"Signo de una profecía sin palabras, que perfuma la memoria y la historia de Cristo" "El poder odia el desperdicio, porque el don gratuito le resulta incomprensible"

UNción de Betania
UNción de Betania

Faltaban dos días para la Pascua y los Ázimos, y los jefes de los sacerdotes y los escribas buscaban la manera de capturar a Jesús con engaños para matarlo. Decían: «No durante la fiesta, para que no se produzca una revuelta del pueblo». Con motivo de las fiestas, la ciudad santa se llenaba de peregrinos venidos de todas partes de Palestina y de la diáspora.

Entre los judíos presentes en Jerusalén había muchos galileos y muchos admiradores de Jesús. Los jefes temen al pueblo, pues su poder podría tambalearse. Hay que actuar, pues, con un doble engaño: con Jesús, para tenderle una trampa, y con el pueblo, para evitar reacciones y revueltas. El poder es sedante.

El Maestro está en Betania, en la casa de Simón, llamado «el leproso», un hombre curado, tal vez, pero nunca liberado del estigma de la enfermedad. Está a la mesa. La escena es íntima. Una comida doméstica, tal vez modesta. Entra una mujer. No sabemos su nombre. No tiene voz, no se cuenta su historia.

Mujer que unge los pies de Jesús

¿Irrumpe en la casa? ¿Es recibida porque es conocida? Las mujeres no estaban admitidas en la sala de los comensales, salvo para servir. Y ella no era una sirvienta. Hay una irrupción, una ruptura de las reglas en esta entrada improvisada. Entra con un frasco de alabastro en la mano, lleno de perfume de nardo puro, de gran valor. En realidad, tiene una fortuna en las manos: el salario de todo un año. Y lo rompe sin decir nada. Y vierte el perfume sobre la cabeza de Jesús. Imaginemos el perfume cubriendo la cabeza del Maestro y goteando al suelo.

El perfume del nardo es una fragancia profunda y balsámica. Sus notas de salida son ligeramente almizcladas y resinosas. No es un perfume que explota, sino que se insinúa con delicadeza. Pero el nardo revela su carácter distintivo en sus notas de corazón: una combinación cálida y amaderada, con matices húmedos y terrosos. Recuerda la tierra después de la lluvia, a veces con vetas animales y cuero, que aportan profundidad y sensualidad a la fragancia.

En el fondo emergen acordes ambarinos, dulces, casi melosos, que evocan dedicación, intimidad, sacralidad.

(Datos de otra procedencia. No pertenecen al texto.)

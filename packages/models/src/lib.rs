#![cfg_attr(feature = "fail-on-warnings", deny(warnings))]
#![warn(clippy::all, clippy::pedantic, clippy::nursery, clippy::cargo)]
#![allow(clippy::multiple_crate_versions, clippy::cargo_common_metadata)]

//! Shared record types for the alert/map polygon index.
//!
//! Defines the two record domains ([`Domain::Alert`] and [`Domain::Map`]),
//! the validated [`BoundingBox`] used as the cheap spatial pre-filter, the
//! [`IndexRecord`] tagged union written to the index, the canonical JSON
//! file shapes that are the authoritative copy of every record, and the
//! search response types.

use std::collections::BTreeMap;

use chrono::{DateTime, Utc};
use serde::{Deserialize, Serialize};
use strum_macros::{AsRefStr, Display, EnumString};
use uuid::Uuid;

/// Coordinate system recorded for every indexed record. Coordinates are
/// stored and compared as given; nothing is reprojected.
pub const COORD_SYSTEM: &str = "WGS84";

/// Ceiling stored in the index for alerts that do not declare one.
pub const UNBOUNDED_CEILING: f64 = f64::MAX;

/// The two kinds of polygons the index stores.
#[derive(
    Debug,
    Clone,
    Copy,
    PartialEq,
    Eq,
    PartialOrd,
    Ord,
    Hash,
    Serialize,
    Deserialize,
    Display,
    EnumString,
    AsRefStr,
)]
#[serde(rename_all = "lowercase")]
#[strum(serialize_all = "lowercase")]
pub enum Domain {
    /// Emergency-alert areas parsed from CAP documents.
    Alert,
    /// Administrative-boundary regions.
    Map,
}

impl Domain {
    /// Both domains, in index creation order.
    pub const ALL: &[Self] = &[Self::Map, Self::Alert];

    /// Name of the index table holding this domain's rows.
    #[must_use]
    pub const fn table_name(self) -> &'static str {
        match self {
            Self::Alert => "alert_data",
            Self::Map => "map_data",
        }
    }

    /// Prefix of the shard directories holding this domain's canonical
    /// files (`<prefix>_<c>`).
    #[must_use]
    pub const fn shard_prefix(self) -> &'static str {
        match self {
            Self::Alert => "alert",
            Self::Map => "map",
        }
    }
}

/// Write mode for [`IndexRecord`]s.
#[derive(Debug, Clone, Copy, PartialEq, Eq, Display, EnumString, AsRefStr)]
#[strum(serialize_all = "lowercase")]
pub enum IndexCommand {
    /// Add a row, upserting by UUID.
    Insert,
    /// Rewrite every column of the row with the given UUID.
    Update,
    /// Add a row, overwriting an existing row with the same UUID.
    Replace,
}

/// Reasons a record is refused before it reaches the index.
#[derive(Debug, Clone, PartialEq, thiserror::Error)]
pub enum ValidationError {
    /// The UUID is not in canonical lower-case hyphenated form.
    #[error("UUID '{0}' is not a valid canonical UUID")]
    InvalidUuid(String),

    /// South/north are out of range or not strictly increasing.
    #[error("Invalid latitude bounds: south={south}, north={north}")]
    InvalidLatitude {
        /// Southern bound.
        south: f64,
        /// Northern bound.
        north: f64,
    },

    /// West/east are out of range or not strictly increasing.
    #[error("Invalid longitude bounds: west={west}, east={east}")]
    InvalidLongitude {
        /// Western bound.
        west: f64,
        /// Eastern bound.
        east: f64,
    },

    /// Area is negative or not finite.
    #[error("Invalid area: {0}")]
    InvalidArea(f64),

    /// The alert's ceiling lies below its altitude.
    #[error("Ceiling {ceiling} is below altitude {altitude}")]
    CeilingBelowAltitude {
        /// Lower vertical limit.
        altitude: f64,
        /// Upper vertical limit.
        ceiling: f64,
    },

    /// The sent date is not an RFC 3339 timestamp.
    #[error("Invalid timestamp: '{0}'")]
    InvalidTimestamp(String),

    /// A required text attribute is empty.
    #[error("Required field '{0}' is empty")]
    EmptyField(&'static str),
}

/// Parses `value` as a UUID and checks that it is written in canonical
/// (lower-case, hyphenated) form.
///
/// # Errors
///
/// Returns [`ValidationError::InvalidUuid`] for anything else, including
/// the simple (un-hyphenated) and upper-case forms.
pub fn check_uuid(value: &str) -> Result<Uuid, ValidationError> {
    match Uuid::parse_str(value) {
        Ok(parsed) if parsed.hyphenated().to_string() == value => Ok(parsed),
        _ => Err(ValidationError::InvalidUuid(value.to_string())),
    }
}

/// Parses an RFC 3339 timestamp and normalizes it to UTC.
///
/// # Errors
///
/// Returns [`ValidationError::InvalidTimestamp`] if `value` does not parse.
pub fn parse_timestamp(value: &str) -> Result<DateTime<Utc>, ValidationError> {
    DateTime::parse_from_rfc3339(value.trim())
        .map(|dt| dt.with_timezone(&Utc))
        .map_err(|_| ValidationError::InvalidTimestamp(value.to_string()))
}

/// A geographic bounding box in WGS84 degrees.
#[derive(Debug, Clone, Copy, PartialEq, Serialize, Deserialize)]
pub struct BoundingBox {
    /// Western longitude boundary.
    pub west: f64,
    /// Southern latitude boundary.
    pub south: f64,
    /// Eastern longitude boundary.
    pub east: f64,
    /// Northern latitude boundary.
    pub north: f64,
}

impl BoundingBox {
    /// Creates a new bounding box from the given coordinates.
    #[must_use]
    pub const fn new(west: f64, south: f64, east: f64, north: f64) -> Self {
        Self {
            west,
            south,
            east,
            north,
        }
    }

    /// Checks that the box is non-degenerate and lies inside the valid
    /// longitude/latitude ranges.
    ///
    /// # Errors
    ///
    /// Returns [`ValidationError::InvalidLatitude`] or
    /// [`ValidationError::InvalidLongitude`].
    pub fn validate(&self) -> Result<(), ValidationError> {
        let lat_ok = (-90.0..=90.0).contains(&self.south)
            && (-90.0..=90.0).contains(&self.north)
            && self.south < self.north;
        if !lat_ok {
            return Err(ValidationError::InvalidLatitude {
                south: self.south,
                north: self.north,
            });
        }

        let lon_ok = (-180.0..=180.0).contains(&self.west)
            && (-180.0..=180.0).contains(&self.east)
            && self.west < self.east;
        if !lon_ok {
            return Err(ValidationError::InvalidLongitude {
                west: self.west,
                east: self.east,
            });
        }

        Ok(())
    }

    /// Strict 2D interval-overlap test. Boxes that only share an edge do
    /// not intersect.
    #[must_use]
    pub fn intersects(&self, other: &Self) -> bool {
        self.west < other.east
            && self.east > other.west
            && self.south < other.north
            && self.north > other.south
    }
}

/// Closed altitude interval `[low, high]` used to filter alerts.
#[derive(Debug, Clone, Copy, PartialEq, Serialize, Deserialize)]
pub struct VerticalRange {
    /// Lower limit.
    pub low: f64,
    /// Upper limit.
    pub high: f64,
}

impl VerticalRange {
    /// Creates a range, or `None` if `low > high` or either end is NaN.
    #[must_use]
    pub fn new(low: f64, high: f64) -> Option<Self> {
        (low <= high).then_some(Self { low, high })
    }

    /// Whether `[altitude, ceiling]` shares at least one point with this
    /// range.
    #[must_use]
    pub fn overlaps(&self, altitude: f64, ceiling: f64) -> bool {
        altitude <= self.high && ceiling >= self.low
    }
}

/// Attributes shared by every indexed row.
#[derive(Debug, Clone, PartialEq)]
pub struct RecordHeader {
    /// Canonical UUID, unique within the domain.
    pub uuid: String,
    /// Coordinate system label, normally [`COORD_SYSTEM`].
    pub coord_system: String,
    /// Extent of the record's polygon.
    pub bounds: BoundingBox,
    /// Planar area of the record's polygon.
    pub area: f64,
}

/// Alert-specific index attributes.
#[derive(Debug, Clone, PartialEq)]
pub struct AlertAttributes {
    /// CAP identifier.
    pub identifier: String,
    /// CAP sent timestamp (RFC 3339).
    pub sent: String,
    /// Path of the CAP document the record was ingested from.
    pub source_path: String,
    /// Lower vertical limit.
    pub altitude: f64,
    /// Upper vertical limit.
    pub ceiling: f64,
}

/// Map-region-specific index attributes.
#[derive(Debug, Clone, PartialEq, Default)]
pub struct MapAttributes {
    /// Human-readable region name.
    pub label: String,
    /// Dataset the region came from.
    pub source: String,
    /// Administrative unit name, if known.
    pub administrative_name: Option<String>,
    /// Administrative unit number/code, if known.
    pub administrative_id: Option<String>,
    /// Start of validity (RFC 3339), if bounded.
    pub valid_from: Option<String>,
    /// End of validity (RFC 3339), if bounded.
    pub valid_to: Option<String>,
}

/// Domain-specific part of an [`IndexRecord`].
#[derive(Debug, Clone, PartialEq)]
pub enum RecordAttributes {
    /// Alert area.
    Alert(AlertAttributes),
    /// Map region.
    Map(MapAttributes),
}

/// A row to be written to the spatial index.
#[derive(Debug, Clone, PartialEq)]
pub struct IndexRecord {
    /// Shared header.
    pub header: RecordHeader,
    /// Domain-specific attributes; the variant selects the target table.
    pub attributes: RecordAttributes,
}

impl IndexRecord {
    /// The domain selected by the attribute variant.
    #[must_use]
    pub const fn domain(&self) -> Domain {
        match self.attributes {
            RecordAttributes::Alert(_) => Domain::Alert,
            RecordAttributes::Map(_) => Domain::Map,
        }
    }

    /// Validates the header, then the domain-specific attributes.
    ///
    /// # Errors
    ///
    /// Returns the first [`ValidationError`] found.
    pub fn validate(&self) -> Result<(), ValidationError> {
        check_uuid(&self.header.uuid)?;
        self.header.bounds.validate()?;

        if !self.header.area.is_finite() || self.header.area < 0.0 {
            return Err(ValidationError::InvalidArea(self.header.area));
        }
        if self.header.coord_system.is_empty() {
            return Err(ValidationError::EmptyField("coord_system"));
        }

        match &self.attributes {
            RecordAttributes::Alert(alert) => {
                if alert.identifier.is_empty() {
                    return Err(ValidationError::EmptyField("identifier"));
                }
                if alert.ceiling < alert.altitude {
                    return Err(ValidationError::CeilingBelowAltitude {
                        altitude: alert.altitude,
                        ceiling: alert.ceiling,
                    });
                }
                parse_timestamp(&alert.sent)?;
            }
            RecordAttributes::Map(map) => {
                if map.label.is_empty() {
                    return Err(ValidationError::EmptyField("label"));
                }
                if map.source.is_empty() {
                    return Err(ValidationError::EmptyField("source"));
                }
                for value in [&map.valid_from, &map.valid_to].into_iter().flatten() {
                    parse_timestamp(value)?;
                }
            }
        }

        Ok(())
    }
}

/// A row returned by a bounding-box query.
#[derive(Debug, Clone, PartialEq)]
pub struct IndexEntry {
    /// Surrogate key; rows are returned in ascending order of this.
    pub id: i64,
    /// Record UUID.
    pub uuid: String,
    /// Alert identifier or map label.
    pub name: String,
    /// Stored extent.
    pub bounds: BoundingBox,
    /// Stored area.
    pub area: f64,
    /// `(altitude, ceiling)` for alerts, `None` for map regions.
    pub vertical: Option<(f64, f64)>,
}

/// Canonical on-disk form of an alert record (`<uuid>.json`).
#[derive(Debug, Clone, PartialEq, Serialize, Deserialize)]
#[serde(rename_all = "camelCase")]
pub struct AlertFile {
    /// CAP identifier.
    pub identifier: String,
    /// Path of the source CAP document.
    pub source: String,
    /// CAP sent timestamp as written in the document.
    pub sent: Option<String>,
    /// Area description per info language.
    #[serde(default)]
    pub area_desc: BTreeMap<String, String>,
    /// GeoJSON geometry (lon, lat order).
    pub polygon: serde_json::Value,
    /// Lower vertical limit.
    pub altitude: Option<f64>,
    /// Upper vertical limit.
    pub ceiling: Option<f64>,
    /// Planar area of `polygon`.
    pub area: f64,
    /// Extent of `polygon`.
    pub bounds: BoundingBox,
}

impl AlertFile {
    /// Projects the file onto the index row stored under `uuid`.
    #[must_use]
    pub fn to_index_record(&self, uuid: &str) -> IndexRecord {
        let altitude = self.altitude.unwrap_or(0.0);
        IndexRecord {
            header: RecordHeader {
                uuid: uuid.to_string(),
                coord_system: COORD_SYSTEM.to_string(),
                bounds: self.bounds,
                area: self.area,
            },
            attributes: RecordAttributes::Alert(AlertAttributes {
                identifier: self.identifier.clone(),
                sent: self.sent.clone().unwrap_or_default(),
                source_path: self.source.clone(),
                altitude,
                ceiling: self.ceiling.unwrap_or(UNBOUNDED_CEILING),
            }),
        }
    }
}

/// Canonical on-disk form of a map record (`<uuid>.json`). The geometry
/// itself lives in the shape store under the same UUID.
#[derive(Debug, Clone, PartialEq, Serialize, Deserialize)]
#[serde(rename_all = "camelCase")]
pub struct MapFile {
    /// Human-readable region name.
    pub label: String,
    /// Dataset the region came from.
    pub source: String,
    /// Coordinate system label.
    pub coord_system: String,
    /// Administrative unit name.
    pub administrative_name: Option<String>,
    /// Administrative unit number/code.
    pub administrative_id: Option<String>,
    /// Start of validity.
    pub valid_from: Option<String>,
    /// End of validity.
    pub valid_to: Option<String>,
    /// Planar area of the geometry.
    pub area: f64,
    /// Extent of the geometry.
    pub bounds: BoundingBox,
}

impl MapFile {
    /// Projects the file onto the index row stored under `uuid`.
    #[must_use]
    pub fn to_index_record(&self, uuid: &str) -> IndexRecord {
        IndexRecord {
            header: RecordHeader {
                uuid: uuid.to_string(),
                coord_system: self.coord_system.clone(),
                bounds: self.bounds,
                area: self.area,
            },
            attributes: RecordAttributes::Map(MapAttributes {
                label: self.label.clone(),
                source: self.source.clone(),
                administrative_name: self.administrative_name.clone(),
                administrative_id: self.administrative_id.clone(),
                valid_from: self.valid_from.clone(),
                valid_to: self.valid_to.clone(),
            }),
        }
    }
}

/// One accepted search candidate.
#[derive(Debug, Clone, PartialEq, Serialize, Deserialize)]
#[serde(rename_all = "camelCase")]
pub struct SearchHit {
    /// Record UUID.
    pub uuid: String,
    /// Alert identifier or map label.
    pub name: String,
    /// Intersection area divided by the query polygon's area.
    pub overlap: f64,
    /// Stored area of the record.
    pub area: f64,
    /// Stored extent of the record.
    pub bounds: BoundingBox,
}

/// Result of an overlap search.
#[derive(Debug, Clone, PartialEq, Serialize, Deserialize)]
#[serde(rename_all = "camelCase")]
pub struct SearchResponse {
    /// Number of entries in `results`.
    pub record_count: usize,
    /// The result limit that was applied.
    pub max_results: usize,
    /// Accepted candidates in bounding-box iteration order.
    pub results: Vec<SearchHit>,
}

Es profundo y sensual, pero no de forma agresiva: más bien íntimo y recogido, calmante, casi una plegaria olfativa.

Sin embargo, ese gesto indigna. Hay quien murmura, quien susurra con desdén: «¡Qué desperdicio! ¡Se podía vender y ayudar a los pobres!». La lógica contable se impone. Vuelve el frío cálculo. El poder odia el desperdicio, porque el don gratuito le resulta incomprensible. Sin embargo, es ahí, en el gesto excesivo y sin necesidad lógica, donde se revela el misterio.

Entonces interviene Jesús. Sus palabras cortan el aire: «Déjala en paz. ¿Por qué la molestáis? Ha hecho una buena obra conmigo». Y añade: «Ha hecho lo que podía». Ni una palabra más, ni una menos.

En ese acto inútil, Jesús lee un acto profético. Esa mujer ha roto el frasco y ha infringido las normas, pero ha dicho la verdad: la verdad de un gesto sin cálculo, del cuidado que no cuenta, de la belleza que no se mide.

Jesús la llama poderosa. No por lo que posee, sino por el valor de amar sin medida. Es la única, entre todos, que ha intuido el misterio de su inminente Pasión. Ha ungido su cuerpo como se unge el de los difuntos.

«Dondequiera que se proclame el Evangelio, en todo el mundo», dice Jesús, «se contará también lo que ha hecho esta mujer». Y así es. Ella regresa, sin nombre. Permanece como signo de un «despilfarro» santo, signo del amor que unge y consuela. Signo de una profecía sin palabras, que perfuma la memoria y la historia de Cristo.